# Disused Colliery South Wales



## sureshank (Jan 18, 2017)

Exploring an abandoned welsh colliery the sercurity was kind enough to let us on site so a big thanks to them as most people known there are no rules in this hobby really accept for breaking in which is totally wrong here is some history on the place guys 

the colliery was the oldest continuously working deep-coal mine in the United Kingdom, and possibly the world, and the last mine of its kind to remain in the South Wales Valleys. the colliery survived the miner strikes and during the 1980s it was closed down by the government... only for the workers to fight back and purchase the mine. It closed its doors for the last time in 2008.

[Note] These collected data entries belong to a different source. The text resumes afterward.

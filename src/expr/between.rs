use std::fmt;

use crate::writer::{FormatContext, FormatWriter};

use super::Expr;

#[derive(Debug, Clone, Copy)]
pub(crate) enum BetweenOperator {
    Between,
    NotBetween,
}

#[derive(Debug, Clone)]
pub(crate) struct BetweenCondition {
    pub(crate) lhs: Expr,
    pub(crate) low: Expr,
    pub(crate) high: Expr,
    pub(crate) operator: BetweenOperator,
}

impl FormatWriter for BetweenOperator {
    fn format_writer<W: fmt::Write>(&self, context: &mut FormatContext<'_, W>) -> fmt::Result {
        match self {
            BetweenOperator::Between => context.writer.write_str("between"),
            BetweenOperator::NotBetween => context.writer.write_str("not between"),
        }
    }
}

impl FormatWriter for BetweenCondition {
    fn format_writer<W: fmt::Write>(&self, context: &mut FormatContext<'_, W>) -> fmt::Result {
        self.lhs.format_writer(context)?;
        context.writer.write_char(' ')?;
        self.operator.format_writer(context)?;
        context.writer.write_char(' ')?;
        self.low.format_writer(context)?;
        context.writer.write_str(" and ")?;
        self.high.format_writer(context)
    }
}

Abandoned coal mine colliery by kurt roberts, on Flickr


Abandoned coal mine colliery by kurt roberts, on Flickr


Abandoned coal mine colliery by kurt roberts, on Flickr


Abandoned coal mine colliery by kurt roberts, on Flickr


Abandoned coal mine colliery by kurt roberts, on Flickr


Abandoned coal mine colliery by kurt roberts, on Flickr


Abandoned coal mine colliery by kurt roberts, on Flickr


Abandoned coal mine colliery by kurt roberts, on Flickr


Abandoned coal mine colliery by kurt roberts, on Flickr


Abandoned coal mine colliery by kurt roberts, on Flickr


Abandoned coal mine colliery by kurt roberts, on Flickr


Abandoned coal mine colliery by kurt roberts, on Flickr


Abandoned coal mine colliery by kurt roberts, on Flickr


Abandoned coal mine colliery by kurt roberts, on Flickr


Abandoned coal mine colliery by kurt roberts, on Flickr


----------



## lithiumlikable (Jan 18, 2017)

Amazing i would love a snoop around here there are a few abandoned mines id like to visit around here, when we were kids penallta colliery wasnt bricked up at all we used to spend hours in the baths and the old canteen. brilliant photos


----------



## Sam Haltin (Jan 18, 2017)

Superb. Nice photographs. Looks dangerous in parts.


----------



## caiman (Jan 26, 2017)

I still have a pair of pit boots that I got from this mine during Privatisation. I went underground there with Richard Budge's due diligence team when he was deciding which pits to bid for in 1994. As I recall he liked it but was outbid by the workers co-op. Or maybe there was a deal done... Who knows? Tower was the only mine in the UK that I can recall that also had a sauna in the miners baths.


----------



## Cuban B. (Jan 26, 2017)

Castlebridge of the Longannet complex had a small sauna as well. I'll stick up a picture when I next have a rake through my hard drive.


----------



## andylen (Feb 12, 2017)

Nice set there Sureshank. Lovely explore !


----------



## TopAbandoned (Mar 1, 2017)

Hey Kurt, I didn't know you posted on here?


----------